**WORK ORDER:** Up to and including the line with "means the time", restate the records below word for word, beginning with their first line.
= = = =
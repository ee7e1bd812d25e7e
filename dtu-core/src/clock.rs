//! Epoch time keeping and the network time retry chain.

use crate::config::{NTP_REFRESH_SECS, NTP_RETRY_SECS};
use crate::scheduler::{ScheduleError, TickScheduler};

/// Wall-clock state shared by every time-gated component.
///
/// `timestamp == 0` means the time is unknown. `sunrise`/`sunset` are zero
/// until the first sun window has been computed.
#[derive(Copy, Clone, Debug, Default, Eq, PartialEq)]
pub struct TimeState {
    pub timestamp: u32,
    pub sunrise: u32,
    pub sunset: u32,
    pub timezone_offset: i32,
}

/// Single writer of [`TimeState`].
#[derive(Copy, Clone, Debug, Default, Eq, PartialEq)]
pub struct TimeKeeper {
    state: TimeState,
}

impl TimeKeeper {
    /// Starts with an unknown timestamp.
    #[must_use]
    pub const fn new() -> Self {
        Self {
            state: TimeState {
                timestamp: 0,
                sunrise: 0,
                sunset: 0,
                timezone_offset: 0,
            },
        }
    }

    /// Starts at timestamp 1 so time-gated consumers proceed without a
    /// network clock.
    #[must_use]
    pub const fn timeless() -> Self {
        let mut keeper = Self::new();
        keeper.state.timestamp = 1;
        keeper
    }

    #[must_use]
    pub const fn timestamp(&self) -> u32 {
        self.state.timestamp
    }

    #[must_use]
    pub const fn is_known(&self) -> bool {
        self.state.timestamp != 0
    }

    #[must_use]
    pub const fn state(&self) -> TimeState {
        self.state
    }

    pub fn set_timestamp(&mut self, timestamp: u32) {
        self.state.timestamp = timestamp;
    }

    /// Advances a known timestamp by one second. Unknown time stays unknown.
    pub fn advance_second(&mut self) {
        if self.state.timestamp != 0 {
            self.state.timestamp = self.state.timestamp.wrapping_add(1);
        }
    }

    pub fn set_timezone_offset(&mut self, offset: i32) {
        self.state.timezone_offset = offset;
    }

    pub fn set_sun_window(&mut self, sunrise: u32, sunset: u32) {
        self.state.sunrise = sunrise;
        self.state.sunset = sunset;
    }

    /// Returns `true` when the timestamp lies inside `[sunrise, sunset]`.
    #[must_use]
    pub const fn is_daytime(&self) -> bool {
        let TimeState {
            timestamp,
            sunrise,
            sunset,
            ..
        } = self.state;
        sunrise <= timestamp && timestamp <= sunset
    }
}

/// Network time collaborator polled by the retry chain.
pub trait TimeSource {
    /// Returns the current epoch in seconds, or `None` when no time could be
    /// obtained. A zero epoch counts as a failure.
    fn fetch_epoch(&mut self) -> Option<u32>;
}

/// Result of one time-sync attempt.
#[derive(Copy, Clone, Debug, Eq, PartialEq)]
pub struct NtpAttempt {
    pub synced: Option<u32>,
    pub next_attempt_secs: u32,
}

/// Runs one attempt of the time-sync chain and re-arms `chore` exactly once:
/// [`NTP_REFRESH_SECS`] out after a success, [`NTP_RETRY_SECS`] after a failure.
pub fn run_ntp_update<C, S, const N: usize>(
    keeper: &mut TimeKeeper,
    source: &mut S,
    scheduler: &mut TickScheduler<C, N>,
    chore: C,
) -> Result<NtpAttempt, ScheduleError>
where
    C: Copy,
    S: TimeSource + ?Sized,
{
    let synced = source.fetch_epoch().filter(|epoch| *epoch != 0);
    if let Some(epoch) = synced {
        keeper.set_timestamp(epoch);
    }

    let next_attempt_secs = if synced.is_some() {
        NTP_REFRESH_SECS
    } else {
        NTP_RETRY_SECS
    };
    scheduler.register_once(next_attempt_secs, chore)?;

    Ok(NtpAttempt {
        synced,
        next_attempt_secs,
    })
}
= = = =
**RESULT OF THE EXERCISE:**
repository ee7e1bd812d25e7e
filename dtu-core/src/clock.rs
//! Epoch time keeping and the network time retry chain.

use crate::config::{NTP_REFRESH_SECS, NTP_RETRY_SECS};
use crate::scheduler::{ScheduleError, TickScheduler};

/// Wall-clock state shared by every time-gated component.
///
/// `timestamp == 0` means the time is unknown. `sunrise`/`sunset` are zero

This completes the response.